SocialWeb

12, mars 2012  |  Publié : Projets  | 

Ce projet prend pour point de départ deux questions: « qu’est-ce que le social après Facebook ? » et « qu’est-ce que l’intelligence collective après le crowdsourcing? » Ces questions correspondent également aux deux critiques que l’on peut adresser aux développements technologiques de notre temps. La première concerne la destruction de l’individuation par les réseaux sociaux, qui promeuvent un individualisme extrême au sein duquel le collectif est considéré comme secondaire, une conséquence naturelle. Cette démarche ne voit dans le social qu’un substantialisme individualiste. La seconde conteste l’actuelle prolifération du « crowdsourcing » qui considère les individus comme une foule qui contribue sans savoir ce qu’elle fait et transforme les activités en ligne en activités essentiellement productrices, confondant la signification et l’investissement de travail. Il nous faut nous demander quelle sont les alternatives. Comment aller au-delà des Facebooks actuels et des modalités dominantes imposées par l’industrialisation ?

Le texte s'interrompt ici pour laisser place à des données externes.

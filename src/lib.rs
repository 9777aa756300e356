// Copyright (c) 2025 ADBC Drivers Contributors
//
// Licensed under the Apache License, Version 2.0 (the "License");
// you may not use this file except in compliance with the License.
// You may obtain a copy of the License at
//
//     http://www.apache.org/licenses/LICENSE-2.0
//
// Unless required by applicable law or agreed to in writing, software
// distributed under the License is distributed on an "AS IS" BASIS,
// WITHOUT WARRANTIES OR CONDITIONS OF ANY KIND, either express or implied.
// See the License for the specific language governing permissions and
// limitations under the License.

//! Streaming result sets for Snowflake
//!
//! This crate turns a query's exec response into rows. It covers everything
//! between "the server answered" and "the caller scans a row":
//!
//! - Inline rows embedded in the response
//! - Remote chunks downloaded from presigned storage locations, with SSE-C
//!   headers, retry and gzip / LZ4 decompression
//! - Bounded, ordered prefetching of chunks on the tokio runtime
//! - JSON and Arrow wire formats decoding to the same [`Value`]s, including
//!   structured OBJECT / ARRAY / MAP columns
//! - Multi-statement results chained through child result ids
//! - Raw Arrow record batches for callers that want columnar data
//!
//! Query submission, sessions and authentication are out of scope: the
//! caller supplies the [`ExecResponse`] and, for multi-statement queries, a
//! [`ResultService`] that loads child results.
//!
//! ## Example
//!
//! ```ignore
//! use snowflake_rows::{ResultSetFactory, ResultStreamConfig};
//! use std::sync::Arc;
//!
//! let mut config = ResultStreamConfig::default();
//! config.set_option("snowflake.result.prefetch_limit", "8")?;
//!
//! let factory = Arc::new(ResultSetFactory::new(config, tokio::runtime::Handle::current())?);
//! let mut result_set = factory.create_result_set(&response).await?;
//! loop {
//!     while result_set.advance().await? {
//!         let (mut id, mut name) = (0i64, None::<String>);
//!         result_set.scan(&mut [&mut id, &mut name])?;
//!     }
//!     if !result_set.next_result_set().await? {
//!         break;
//!     }
//! }
//! result_set.close().await?;
//! ```
//!
//! See [`types::config`] for the supported options.

pub mod client;
pub mod decode;
pub mod error;
pub mod logging;
pub mod reader;
pub mod scan;
pub mod types;
pub mod value;

pub use client::{ChunkHttpClient, HttpClientConfig, ResultService};
pub use decode::{BatchConverter, DecodeOptions, OutputFormats, TimestampUnit};
pub use error::{Error, ErrorKind, Result, SnowflakeErrorHelper};
pub use logging::{init_logging, LogConfig};
pub use reader::batches::ArrowBatchStream;
pub use reader::chain::{ChainState, ResultSet, Rows};
pub use reader::cursor::{PipelineState, RowCursor};
pub use reader::fetcher::{ChunkFetcher, HttpChunkFetcher};
pub use reader::scheduler::{PrefetchScheduler, SchedulerStats};
pub use reader::{ResultReader, ResultReaderAdapter, ResultSetFactory};
pub use scan::{FromValue, ObjectFields, ScanDestination, Structured, StructuredScanner};
pub use types::{
    ChunkDescriptor, ChunkManifest, ColumnMeta, ColumnType, ExecResponse, ExecResponseEnvelope,
    RawChunkBytes, ResultFormat, ResultSchema, ResultStreamConfig, RetryPolicy, TypeKind,
};
pub use value::{Row, StructuredValue, Value};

Le projet « SocialWeb » propose également de développer un modèle alternatif qui met le collectif au centre des réseaux sociaux et développe un espace favorisant ce que Bernard Stiegler appelle « l’économie de la contribution ». Il est également inspiré par le sociologue et psychologue américain Jacob Moreno qui inventa une discipline nouvelle au début des années 30, la « sociométrie », qui devint le paradigme de l’analyses des réseaux sociaux (en particulier de leur représentation graphique). De Moreno, nous retiendrons le principe consistant à organiser la socialité à partir des atomes sociaux. L’autre référence importante du projet est le philosophe français Gilbert Simondon qui propose de comprendre l’individuation à la fois psychique et collective, dans laquelle individu et le groupe ne peuvent être séparés. En ce sens, Moreno et Simondon occupent des positions extrêmes l’un vis-à-vis de l’autre. La théorie simondonienne de l’individuation collective peut servir de remède à individualisme technologique mais les chevauchements entre les deux nous intéressent aussi.

Un prototype de réseau social sera développé qui prendra pour point de départ les groupes et non les individus, et offrira aux utilisateurs des outils pour les créer et les administrer. Il entend souligner l’importance de l’anonymat au coeur des interactions sociales et de la dynamique des groupes. Ce projet est financé par l’« Office of Naval Research Global », sous la coordination d’Alexandre Monnin et Harry Halpin. La recherche en est assurée par un chercheur postdoctorant, Yuk Hui, et l’implémentation du système par une ingénieure, Julia Anaya.